No estado de São Paulo, a frequência desses crimes é alarmante, com uma motocicleta sendo roubada ou furtada a cada 13 minutos. Na capital paulista, essa média sobe para 33 minutos, resultando em aproximadamente 43 motos subtraídas diariamente.
Os furtos e roubos atingem vítimas de diversas classes sociais, abrangendo tanto proprietários de modelos luxuosos quanto aqueles que dependem de motocicletas populares para o seu cotidiano. O delegado Jean Tudy dos Santos destaca que as motocicletas mais visadas são, em sua maioria, aquelas pertencentes a trabalhadores que utilizam os veículos para se deslocar ao trabalho ou à escola.
O programa Fantástico apresentou um estudo detalhado sobre essa situação, evidenciando o mapa dos crimes relacionados a motos na metrópole.
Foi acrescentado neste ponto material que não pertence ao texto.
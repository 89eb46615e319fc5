//! Compact CFI tables.
//!
//! `.eh_frame` is parsed once per library (via gimli, off the sampling path)
//! into a flat, binary-searchable array of [`FrameDesc`] rows. The unwinder
//! only ever touches the compact rows; evaluating DWARF programs inside a
//! signal handler is out of the question. Functions without an FDE fall back
//! to a default descriptor.

use gimli::{
    BaseAddresses, CfaRule, CieOrFde, EhFrame, NativeEndian, Register, RegisterRule,
    UnwindContext, UnwindSection,
};

use crate::stack_frame::EMPTY_FRAME_SIZE;

/// CFA base register selector, kept in the low 8 bits of `FrameDesc::cfa`.
pub const DW_REG_SP: u8 = 0;
pub const DW_REG_FP: u8 = 1;
/// Synthetic rule for PLT entries: the frame size depends on the position
/// within the 16-byte PLT slot.
pub const DW_REG_PLT: u8 = 128;
pub const DW_REG_INVALID: u8 = 255;

/// "FP is not saved in this frame" marker for `FrameDesc::fp_off`.
pub const DW_SAME_FP: i32 = i32::MIN;
/// Low bit of `fp_off` marking a pc-relative rule: `pc += fp_off >> 1`.
pub const DW_PC_OFFSET: i32 = 1;

#[derive(Debug, Clone, Copy, PartialEq, Eq)]
pub struct FrameDesc {
    /// Stated virtual address (unbiased) of the first PC this row covers.
    pub loc: u64,
    /// Low 8 bits: CFA base register; upper 24 bits: signed offset.
    pub cfa: i32,
    pub fp_off: i32,
    pub pc_off: i32,
}

impl FrameDesc {
    pub const fn new(loc: u64, reg: u8, cfa_off: i32, fp_off: i32, pc_off: i32) -> Self {
        FrameDesc {
            loc,
            cfa: (cfa_off << 8) | reg as i32,
            fp_off,
            pc_off,
        }
    }

    pub fn cfa_reg(&self) -> u8 {
        self.cfa as u8
    }

    pub fn cfa_off(&self) -> i32 {
        self.cfa >> 8
    }

    /// The rule applied when a PC has no FDE: a bare return address on x86,
    /// a live frame-pointer link on AArch64.
    pub fn default_frame() -> FrameDesc {
        if EMPTY_FRAME_SIZE > 0 {
            FrameDesc::new(0, DW_REG_SP, EMPTY_FRAME_SIZE as i32, DW_SAME_FP, -8)
        } else {
            FrameDesc::new(0, DW_REG_SP, 0, 0, 8)
        }
    }

    pub fn plt_frame(loc: u64) -> FrameDesc {
        FrameDesc::new(loc, DW_REG_PLT, 8, DW_SAME_FP, -8)
    }
}

cfg_if::cfg_if! {
    if #[cfg(target_arch = "x86_64")] {
        const REG_SP: Register = Register(7);
        const REG_FP: Register = Register(6);
        const REG_RA: Register = Register(16);
    } else if #[cfg(target_arch = "aarch64")] {
        const REG_SP: Register = Register(31);
        const REG_FP: Register = Register(29);
        const REG_RA: Register = Register(30);
    } else {
        const REG_SP: Register = Register(0);
        const REG_FP: Register = Register(0);
        const REG_RA: Register = Register(0);
    }
}

/// Parses `.eh_frame` bytes into a sorted compact table. `eh_frame_vaddr` is
/// the section's stated address, used to resolve pc-relative pointers.
pub fn parse_eh_frame(data: &[u8], eh_frame_vaddr: u64, text_vaddr: u64) -> Vec<FrameDesc> {
    let eh_frame = EhFrame::new(data, NativeEndian);
    let bases = BaseAddresses::default()
        .set_eh_frame(eh_frame_vaddr)
        .set_text(text_vaddr);

    let mut table: Vec<FrameDesc> = Vec::new();
    let mut ctx = UnwindContext::new();

    let mut entries = eh_frame.entries(&bases);
    while let Ok(Some(entry)) = entries.next() {
        let CieOrFde::Fde(partial) = entry else {
            continue;
        };
        let Ok(fde) = partial.parse(|section, bases, offset| section.cie_from_offset(bases, offset))
        else {
            continue;
        };
        let Ok(mut rows) = fde.rows(&eh_frame, &bases, &mut ctx) else {
            continue;
        };
        while let Ok(Some(row)) = rows.next_row() {
            let (reg, cfa_off) = match row.cfa() {
                CfaRule::RegisterAndOffset { register, offset } => {
                    if *register == REG_SP {
                        (DW_REG_SP, *offset as i32)
                    } else if *register == REG_FP {
                        (DW_REG_FP, *offset as i32)
                    } else {
                        (DW_REG_INVALID, 0)
                    }
                }
                CfaRule::Expression(_) => (DW_REG_INVALID, 0),
            };

            // Saved-register offsets in the compact table are relative to
            // the new SP (== CFA).
            let fp_off = match row.register(REG_FP) {
                RegisterRule::Offset(offset) => offset as i32,
                _ => DW_SAME_FP,
            };
            let pc_off = match row.register(REG_RA) {
                RegisterRule::Offset(offset) => offset as i32,
                _ => -(std::mem::size_of::<usize>() as i32),
            };

            let desc = FrameDesc {
                loc: row.start_address(),
                cfa: ((cfa_off) << 8) | reg as i32,
                fp_off,
                pc_off,
            };
            // Adjacent identical rows collapse into one.
            if table.last().map(|prev| {
                (prev.cfa, prev.fp_off, prev.pc_off) == (desc.cfa, desc.fp_off, desc.pc_off)
            }) != Some(true)
            {
                table.push(desc);
            }
        }
    }

    table.sort_unstable_by_key(|desc| desc.loc);
    table.dedup_by_key(|desc| desc.loc);
    table
}

/// Finds the row covering `svma`, newest location not above the PC.
pub fn find_frame_desc(table: &[FrameDesc], svma: u64) -> Option<&FrameDesc> {
    match table.binary_search_by_key(&svma, |desc| desc.loc) {
        Ok(index) => Some(&table[index]),
        Err(0) => None,
        Err(index) => Some(&table[index - 1]),
    }
}

#[cfg(test)]
mod tests {
    use super::*;

    #[test]
    fn default_frame_matches_architecture() {
        let desc = FrameDesc::default_frame();
        assert_eq!(desc.cfa_reg(), DW_REG_SP);
        if EMPTY_FRAME_SIZE > 0 {
            assert_eq!(desc.cfa_off(), EMPTY_FRAME_SIZE as i32);
            assert_eq!(desc.fp_off, DW_SAME_FP);
        }
    }

    #[test]
    fn cfa_encoding_round_trips() {
        let desc = FrameDesc::new(0x1000, DW_REG_FP, -32, 16, -8);
        assert_eq!(desc.cfa_reg(), DW_REG_FP);
        assert_eq!(desc.cfa_off(), -32);
    }

    #[test]
    fn lookup_picks_covering_row() {
        let table = vec![
            FrameDesc::new(0x1000, DW_REG_SP, 8, DW_SAME_FP, -8),
            FrameDesc::new(0x1010, DW_REG_SP, 32, -16, -8),
            FrameDesc::new(0x2000, DW_REG_FP, 16, -16, -8),
        ];
        assert_eq!(find_frame_desc(&table, 0x0fff), None);
        assert_eq!(find_frame_desc(&table, 0x1000).unwrap().loc, 0x1000);
        assert_eq!(find_frame_desc(&table, 0x100f).unwrap().loc, 0x1000);
        assert_eq!(find_frame_desc(&table, 0x1010).unwrap().loc, 0x1010);
        assert_eq!(find_frame_desc(&table, 0x5000).unwrap().loc, 0x2000);
    }

    #[test]
    fn parses_own_eh_frame() {
        // Read this test binary's .eh_frame through the same path the
        // profiler uses for shared libraries.
        let exe = std::fs::read("/proc/self/exe").unwrap();
        let file = object::File::parse(&exe[..]).unwrap();
        use object::{Object, ObjectSection};
        let section = file.section_by_name(".eh_frame").unwrap();
        let data = section.data().unwrap();
        let table = parse_eh_frame(data, section.address(), 0);
        assert!(!table.is_empty());
        for window in table.windows(2) {
            assert!(window[0].loc <= window[1].loc);
        }
    }
}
Segundo os dados coletados, a região da Bela Vista se destaca como o local onde ocorrem o maior número de incidentes. Em um raio de 500 metros dessa área, foram registrados 107 casos de roubo e furto nos últimos 14 meses, com a Avenida 23 de Maio servindo como rota frequente para os criminosos.
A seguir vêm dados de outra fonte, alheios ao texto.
//! Allocation-trace engine: breakpoint traps on the runtime's slow-path
//! allocation notification entries (in-TLAB and outside-TLAB). The trap
//! handler reads the class and size from the trapped frame's argument
//! registers, simulates `ret` so the victim thread continues, and records an
//! allocation sample when the byte accumulator crosses the interval.

use std::sync::atomic::{AtomicI32, AtomicU64, Ordering};

use parking_lot::Mutex;

use crate::args::Arguments;
use crate::error::{ProfilerError, Result};
use crate::event::{AllocEvent, Event, EventType};
use crate::profiler::Profiler;
use crate::signals;
use crate::stack_frame::StackFrame;
use crate::trap::Trap;
use crate::tsc;

use super::{enabled, update_counter, Engine};

static INTERVAL: AtomicU64 = AtomicU64::new(0);
static ALLOCATED_BYTES: AtomicU64 = AtomicU64::new(0);
/// Which calling convention the discovered symbols use:
/// 1 = (klass, obj, tlab_size, alloc_size, ...), 2 = (klass, heapword, size).
static TRAP_KIND: AtomicI32 = AtomicI32::new(0);

static TRAPS: Mutex<Option<(Trap, Trap)>> = Mutex::new(None);
// Entry addresses mirrored for the async-signal-safe covers check.
static IN_TLAB_ENTRY: AtomicU64 = AtomicU64::new(0);
static OUTSIDE_TLAB_ENTRY: AtomicU64 = AtomicU64::new(0);

// Three calling-convention generations of the runtime's allocation-notify
// entries. The JDK 10+ pair and the KlassHandle-suffixed JDK 8u262+ pair
// share an ABI (sizes in args 2/3); the plain `_event` pair of JDK 7-9
// takes them one register earlier.
const SYMBOLS_NEW: (&str, &str) = (
    "_ZN11AllocTracer27send_allocation_in_new_tlab",
    "_ZN11AllocTracer28send_allocation_outside_tlab",
);
const SYMBOLS_EVENT_KLASS_HANDLE: (&str, &str) = (
    "_ZN11AllocTracer33send_allocation_in_new_tlab_eventE11KlassHandleP8HeapWord",
    "_ZN11AllocTracer34send_allocation_outside_tlab_eventE11KlassHandleP8HeapWord",
);
const SYMBOLS_EVENT: (&str, &str) = (
    "_ZN11AllocTracer33send_allocation_in_new_tlab_event",
    "_ZN11AllocTracer34send_allocation_outside_tlab_event",
);

fn covers(entry: &AtomicU64, pc: usize) -> bool {
    let entry = entry.load(Ordering::Relaxed) as usize;
    entry != 0 && pc.wrapping_sub(entry) <= std::mem::size_of::<crate::trap::Instruction>()
}

/// Trap hook registered with the signal dispatcher.
pub(crate) unsafe fn trap_hook(
    pc: usize,
    _siginfo: *mut libc::siginfo_t,
    ucontext: *mut libc::c_void,
) -> bool {
    let in_tlab = covers(&IN_TLAB_ENTRY, pc);
    let outside = covers(&OUTSIDE_TLAB_ENTRY, pc);
    if !in_tlab && !outside {
        return false;
    }

    let mut frame = StackFrame::new(ucontext);
    let trap_kind = TRAP_KIND.load(Ordering::Relaxed);

    let (event_type, total_size, instance_size) = if in_tlab {
        // send_allocation_in_new_tlab(klass, obj, tlab_size, alloc_size, ..)
        // send_allocation_in_new_tlab_event(klass, tlab_size, alloc_size)
        if trap_kind == 1 {
            (EventType::AllocSample, frame.arg2(), frame.arg3())
        } else {
            (EventType::AllocSample, frame.arg1(), frame.arg2())
        }
    } else {
        // send_allocation_outside_tlab(klass, obj, alloc_size, ..)
        if trap_kind == 1 {
            (EventType::AllocOutsideTlab, frame.arg2(), 0)
        } else {
            (EventType::AllocOutsideTlab, frame.arg1(), 0)
        }
    };

    let klass = frame.arg0();
    // Continue the victim before doing any heavier work.
    frame.ret();

    if enabled()
        && update_counter(
            &ALLOCATED_BYTES,
            total_size as u64,
            INTERVAL.load(Ordering::Relaxed),
        )
    {
        record_allocation(ucontext, event_type, klass, total_size as u64, instance_size as u64);
    }
    true
}

fn record_allocation(
    ucontext: *mut libc::c_void,
    event_type: EventType,
    klass: usize,
    total_size: u64,
    instance_size: u64,
) {
    let profiler = Profiler::instance();
    let event = Event::Alloc(AllocEvent {
        start_time: tsc::ticks(),
        class_id: profiler.class_id_of_klass(klass),
        total_size,
        instance_size,
    });
    profiler.record_sample(ucontext, total_size, event_type, &event);
}

#[derive(Default)]
pub struct AllocTracer;

impl AllocTracer {
    fn find_entries(&self) -> Result<(usize, usize, i32)> {
        let profiler = Profiler::instance();
        let Some(libjvm) = profiler.runtime_library() else {
            return Err(ProfilerError::feasibility("no managed runtime in this process"));
        };

        for ((in_tlab, outside), kind) in [
            (SYMBOLS_NEW, 1),
            (SYMBOLS_EVENT_KLASS_HANDLE, 1),
            (SYMBOLS_EVENT, 2),
        ] {
            if let (Some(ne), Some(oe)) = (
                libjvm.find_symbol_by_prefix(in_tlab),
                libjvm.find_symbol_by_prefix(outside),
            ) {
                return Ok((ne.start, oe.start, kind));
            }
        }
        Err(ProfilerError::feasibility(
            "allocation tracer symbols not found; are runtime debug symbols installed?",
        ))
    }
}

impl Engine for AllocTracer {
    fn type_name(&self) -> &'static str {
        "alloc_tracer"
    }

    fn title(&self) -> &'static str {
        "Allocation profile"
    }

    fn units(&self) -> &'static str {
        "bytes"
    }

    fn check(&mut self, args: &Arguments) -> Result<()> {
        if args.live {
            return Err(ProfilerError::feasibility(
                "'live' requires the heap sampling engine",
            ));
        }
        self.find_entries().map(|_| ())
    }

    fn start(&mut self, args: &Arguments) -> Result<()> {
        let (in_tlab_entry, outside_entry, kind) = self.find_entries()?;

        INTERVAL.store(args.alloc.unwrap_or(0), Ordering::Relaxed);
        ALLOCATED_BYTES.store(0, Ordering::Relaxed);
        TRAP_KIND.store(kind, Ordering::Relaxed);

        let mut in_tlab = Trap::new(0);
        let mut outside = Trap::new(1);
        in_tlab.assign(in_tlab_entry);
        outside.assign(outside_entry);
        in_tlab.pair(&mut outside);

        IN_TLAB_ENTRY.store(in_tlab.entry() as u64, Ordering::Relaxed);
        OUTSIDE_TLAB_ENTRY.store(outside.entry() as u64, Ordering::Relaxed);
        signals::register_trap_hook(trap_hook);

        if !in_tlab.install() || !outside.install() {
            in_tlab.uninstall();
            signals::unregister_trap_hook(trap_hook);
            return Err(ProfilerError::install("cannot install allocation breakpoints"));
        }
        *TRAPS.lock() = Some((in_tlab, outside));
        Ok(())
    }

    fn stop(&mut self) {
        if let Some((in_tlab, outside)) = TRAPS.lock().take() {
            in_tlab.uninstall();
            outside.uninstall();
        }
        IN_TLAB_ENTRY.store(0, Ordering::Relaxed);
        OUTSIDE_TLAB_ENTRY.store(0, Ordering::Relaxed);
        signals::unregister_trap_hook(trap_hook);
    }
}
Uma das histórias impactantes reportadas envolve um jovem que teve sua moto roubada enquanto estava em aula. Após registrar o furto, ele recebeu uma notícia devastadora: sua motocicleta havia sido utilizada em um latrocínio, crime que culminou na morte do arquiteto Jefferson Dias Aguiar. Essa experiência deixou o jovem traumatizado e impossibilitado de continuar trabalhando como entregador.
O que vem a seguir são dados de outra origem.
//! Native lock engine: interposes the pthread mutex and rwlock slow paths
//! through the same GOT rewriting machinery as the native memory engine.
//! A shim that observes an uncontended acquisition records nothing; when
//! the lock is contended, the wait duration feeds the interval accumulator
//! and crossing waits are recorded as lock samples against the caller's
//! native stack.

use std::sync::atomic::{AtomicU64, AtomicUsize, Ordering};

use parking_lot::Mutex;

use crate::args::Arguments;
use crate::error::{ProfilerError, Result};
use crate::event::{Event, EventType, LockEvent};
use crate::os;
use crate::profiler::Profiler;
use crate::tsc;

use super::{update_counter, Engine};

static INTERVAL: AtomicU64 = AtomicU64::new(0);
static TOTAL_DURATION: AtomicU64 = AtomicU64::new(0);
static RUNNING: AtomicUsize = AtomicUsize::new(0);

static REAL_MUTEX_LOCK: AtomicUsize = AtomicUsize::new(0);
static REAL_MUTEX_TRYLOCK: AtomicUsize = AtomicUsize::new(0);
static REAL_RWLOCK_WRLOCK: AtomicUsize = AtomicUsize::new(0);
static REAL_RWLOCK_RDLOCK: AtomicUsize = AtomicUsize::new(0);

struct GotPatch {
    slot: *mut usize,
    original: usize,
}

unsafe impl Send for GotPatch {}

static PATCHES: Mutex<Vec<GotPatch>> = Mutex::new(Vec::new());

fn running() -> bool {
    RUNNING.load(Ordering::Acquire) != 0
}

fn record_wait(address: usize, start: u64, end: u64) {
    let duration = end - start;
    if !update_counter(&TOTAL_DURATION, duration, INTERVAL.load(Ordering::Relaxed)) {
        return;
    }
    let profiler = Profiler::instance();
    let event = Event::Lock(LockEvent {
        start_time: start,
        end_time: end,
        class_id: profiler.class_id("pthread_mutex_t"),
        address: address as u64,
        timeout: 0,
    });
    profiler.record_sample(
        std::ptr::null_mut(),
        tsc::ticks_to_nanos(duration),
        EventType::LockSample,
        &event,
    );
}

unsafe extern "C" fn mutex_lock_shim(mutex: *mut libc::pthread_mutex_t) -> libc::c_int {
    let lock: unsafe extern "C" fn(*mut libc::pthread_mutex_t) -> libc::c_int =
        std::mem::transmute(REAL_MUTEX_LOCK.load(Ordering::Acquire));
    let trylock_raw = REAL_MUTEX_TRYLOCK.load(Ordering::Acquire);

    if running() && trylock_raw != 0 {
        let trylock: unsafe extern "C" fn(*mut libc::pthread_mutex_t) -> libc::c_int =
            std::mem::transmute(trylock_raw);
        if trylock(mutex) == 0 {
            return 0;
        }
        // Contended path.
        let start = tsc::ticks();
        let rc = lock(mutex);
        record_wait(mutex as usize, start, tsc::ticks());
        return rc;
    }
    lock(mutex)
}

unsafe extern "C" fn rwlock_wrlock_shim(rwlock: *mut libc::pthread_rwlock_t) -> libc::c_int {
    timed_rwlock(rwlock, &REAL_RWLOCK_WRLOCK)
}

unsafe extern "C" fn rwlock_rdlock_shim(rwlock: *mut libc::pthread_rwlock_t) -> libc::c_int {
    timed_rwlock(rwlock, &REAL_RWLOCK_RDLOCK)
}

unsafe fn timed_rwlock(rwlock: *mut libc::pthread_rwlock_t, real: &AtomicUsize) -> libc::c_int {
    let lock: unsafe extern "C" fn(*mut libc::pthread_rwlock_t) -> libc::c_int =
        std::mem::transmute(real.load(Ordering::Acquire));
    if !running() {
        return lock(rwlock);
    }
    let start = tsc::ticks();
    let rc = lock(rwlock);
    let end = tsc::ticks();
    // Report only acquisitions that actually waited.
    if tsc::ticks_to_nanos(end - start) > 1000 {
        record_wait(rwlock as usize, start, end);
    }
    rc
}

fn resolve_real_functions() -> bool {
    for (name, slot) in [
        ("pthread_mutex_lock", &REAL_MUTEX_LOCK),
        ("pthread_mutex_trylock", &REAL_MUTEX_TRYLOCK),
        ("pthread_rwlock_wrlock", &REAL_RWLOCK_WRLOCK),
        ("pthread_rwlock_rdlock", &REAL_RWLOCK_RDLOCK),
    ] {
        let cname = std::ffi::CString::new(name).unwrap();
        let addr = unsafe { libc::dlsym(libc::RTLD_NEXT, cname.as_ptr()) };
        if addr.is_null() {
            return false;
        }
        slot.store(addr as usize, Ordering::Release);
    }
    true
}

fn patch_libraries() {
    let hooks: [(&str, usize); 3] = [
        ("pthread_mutex_lock", mutex_lock_shim as usize),
        ("pthread_rwlock_wrlock", rwlock_wrlock_shim as usize),
        ("pthread_rwlock_rdlock", rwlock_rdlock_shim as usize),
    ];
    let libraries = Profiler::instance().libraries();
    let mut patches = PATCHES.lock();
    for library in libraries.iter() {
        if library.name.contains("asprof") || library.name.contains("libpthread") {
            continue;
        }
        for (name, shim) in hooks {
            if let Some(slot) = library.got_slot(name) {
                unsafe {
                    let current = slot.read();
                    if current == shim || current == 0 {
                        continue;
                    }
                    let page = (slot as usize & !os::PAGE_MASK) as *mut u8;
                    if os::mprotect(page, os::PAGE_SIZE, libc::PROT_READ | libc::PROT_WRITE) {
                        slot.write(shim);
                        patches.push(GotPatch { slot, original: current });
                    }
                }
            }
        }
    }
}

fn unpatch_libraries() {
    let mut patches = PATCHES.lock();
    for patch in patches.drain(..) {
        unsafe {
            let page = (patch.slot as usize & !os::PAGE_MASK) as *mut u8;
            if os::mprotect(page, os::PAGE_SIZE, libc::PROT_READ | libc::PROT_WRITE) {
                patch.slot.write(patch.original);
            }
        }
    }
}

#[derive(Default)]
pub struct NativeLockTracer;

impl Engine for NativeLockTracer {
    fn type_name(&self) -> &'static str {
        "native_lock_tracer"
    }

    fn title(&self) -> &'static str {
        "Native lock profile"
    }

    fn units(&self) -> &'static str {
        "ns"
    }

    fn start(&mut self, args: &Arguments) -> Result<()> {
        if !resolve_real_functions() {
            return Err(ProfilerError::feasibility("cannot resolve pthread entry points"));
        }
        let interval_ns = args.lock.unwrap_or(0);
        INTERVAL.store(
            (interval_ns as u128 * tsc::frequency() as u128 / 1_000_000_000) as u64,
            Ordering::Relaxed,
        );
        TOTAL_DURATION.store(0, Ordering::Relaxed);
        RUNNING.store(1, Ordering::Release);
        patch_libraries();
        Ok(())
    }

    fn stop(&mut self) {
        RUNNING.store(0, Ordering::Release);
        unpatch_libraries();
    }
}

#[cfg(test)]
mod tests {
    use super::*;

    #[test]
    fn pthread_symbols_resolve() {
        assert!(resolve_real_functions());
    }
}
A ostentação nas redes sociais por parte dos criminosos contrasta fortemente com o sofrimento das vítimas. Um dos assaltantes, identificado como Matheus Costa Silva, conhecido como Tezoca, foi flagrado em conversa com um comparsa, se gabando sobre seus roubos recentes e mencionando quantas motocicletas havia subtraído.
A Polícia Civil informa que as quadrilhas envolvidas nessas atividades ilícitas não apenas desmancham as motos para revender as peças no mercado negro, mas também utilizam modelos mais caros para exibir status nas redes sociais.
Em resposta ao crescimento desses crimes, a Secretaria de Segurança Pública do estado anunciou investimentos significativos no combate à criminalidade, totalizando R$ 743,2 milhões em novas viaturas e tecnologias para aprimorar a segurança pública.